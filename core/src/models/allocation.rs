//! Node allocations (IP and port pairs).
//!
//! # Design
//! The panel reads one allocation record but accepts a batch on create:
//! `ports` holds single ports or `start-end` ranges as strings. A full
//! `Allocation` maps onto that request as its single port.

use serde::{Deserialize, Serialize};

/// An IP and port pair a node can hand out to servers.
#[derive(Debug, Clone, PartialEq, Eq, Serialize, Deserialize)]
pub struct Allocation {
    pub id: u32,
    pub ip: String,
    pub alias: Option<String>,
    pub port: u16,
    pub notes: Option<String>,
    pub assigned: bool,
}

/// Request body for adding allocations to a node.
///
/// Each entry in `ports` is a single port (`"25565"`) or an inclusive
/// range (`"25565-25570"`); the panel creates one allocation per port.
#[derive(Debug, Clone, PartialEq, Eq, Serialize, Deserialize)]
pub struct PartialAllocation {
    pub ip: String,
    #[serde(skip_serializing_if = "Option::is_none")]
    pub alias: Option<String>,
    pub ports: Vec<String>,
}

/// Fields the panel accepts when creating allocations.
pub trait AllocationFields {
    fn ip(&self) -> &str;
    fn alias(&self) -> Option<&str>;
    fn ports(&self) -> Vec<String>;

    fn to_partial_allocation(&self) -> PartialAllocation {
        PartialAllocation {
            ip: self.ip().to_string(),
            alias: self.alias().map(str::to_string),
            ports: self.ports(),
        }
    }
}

impl AllocationFields for Allocation {
    fn ip(&self) -> &str {
        &self.ip
    }
    fn alias(&self) -> Option<&str> {
        self.alias.as_deref()
    }
    fn ports(&self) -> Vec<String> {
        vec![self.port.to_string()]
    }
}

impl AllocationFields for PartialAllocation {
    fn ip(&self) -> &str {
        &self.ip
    }
    fn alias(&self) -> Option<&str> {
        self.alias.as_deref()
    }
    fn ports(&self) -> Vec<String> {
        self.ports.clone()
    }
}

--- --- ---

What you need to do:
No line before the one with "strings. A full" belongs in the answer; copy that line and the rest of the records exactly.

Final answer:
//! `ports` holds single ports or `start-end` ranges as strings. A full
//! `Allocation` maps onto that request as its single port.

use serde::{Deserialize, Serialize};

/// An IP and port pair a node can hand out to servers.
#[derive(Debug, Clone, PartialEq, Eq, Serialize, Deserialize)]
pub struct Allocation {
    pub id: u32,
    pub ip: String,
    pub alias: Option<String>,
    pub port: u16,
    pub notes: Option<String>,
    pub assigned: bool,
}

/// Request body for adding allocations to a node.
///
/// Each entry in `ports` is a single port (`"25565"`) or an inclusive
/// range (`"25565-25570"`); the panel creates one allocation per port.
#[derive(Debug, Clone, PartialEq, Eq, Serialize, Deserialize)]
pub struct PartialAllocation {
    pub ip: String,
    #[serde(skip_serializing_if = "Option::is_none")]
    pub alias: Option<String>,
    pub ports: Vec<String>,
}

/// Fields the panel accepts when creating allocations.
pub trait AllocationFields {
    fn ip(&self) -> &str;
    fn alias(&self) -> Option<&str>;
    fn ports(&self) -> Vec<String>;

    fn to_partial_allocation(&self) -> PartialAllocation {
        PartialAllocation {
            ip: self.ip().to_string(),
            alias: self.alias().map(str::to_string),
            ports: self.ports(),
        }
    }
}

impl AllocationFields for Allocation {
    fn ip(&self) -> &str {
        &self.ip
    }
    fn alias(&self) -> Option<&str> {
        self.alias.as_deref()
    }
    fn ports(&self) -> Vec<String> {
        vec![self.port.to_string()]
    }
}

impl AllocationFields for PartialAllocation {
    fn ip(&self) -> &str {
        &self.ip
    }
    fn alias(&self) -> Option<&str> {
        self.alias.as_deref()
    }
    fn ports(&self) -> Vec<String> {
        self.ports.clone()
    }
}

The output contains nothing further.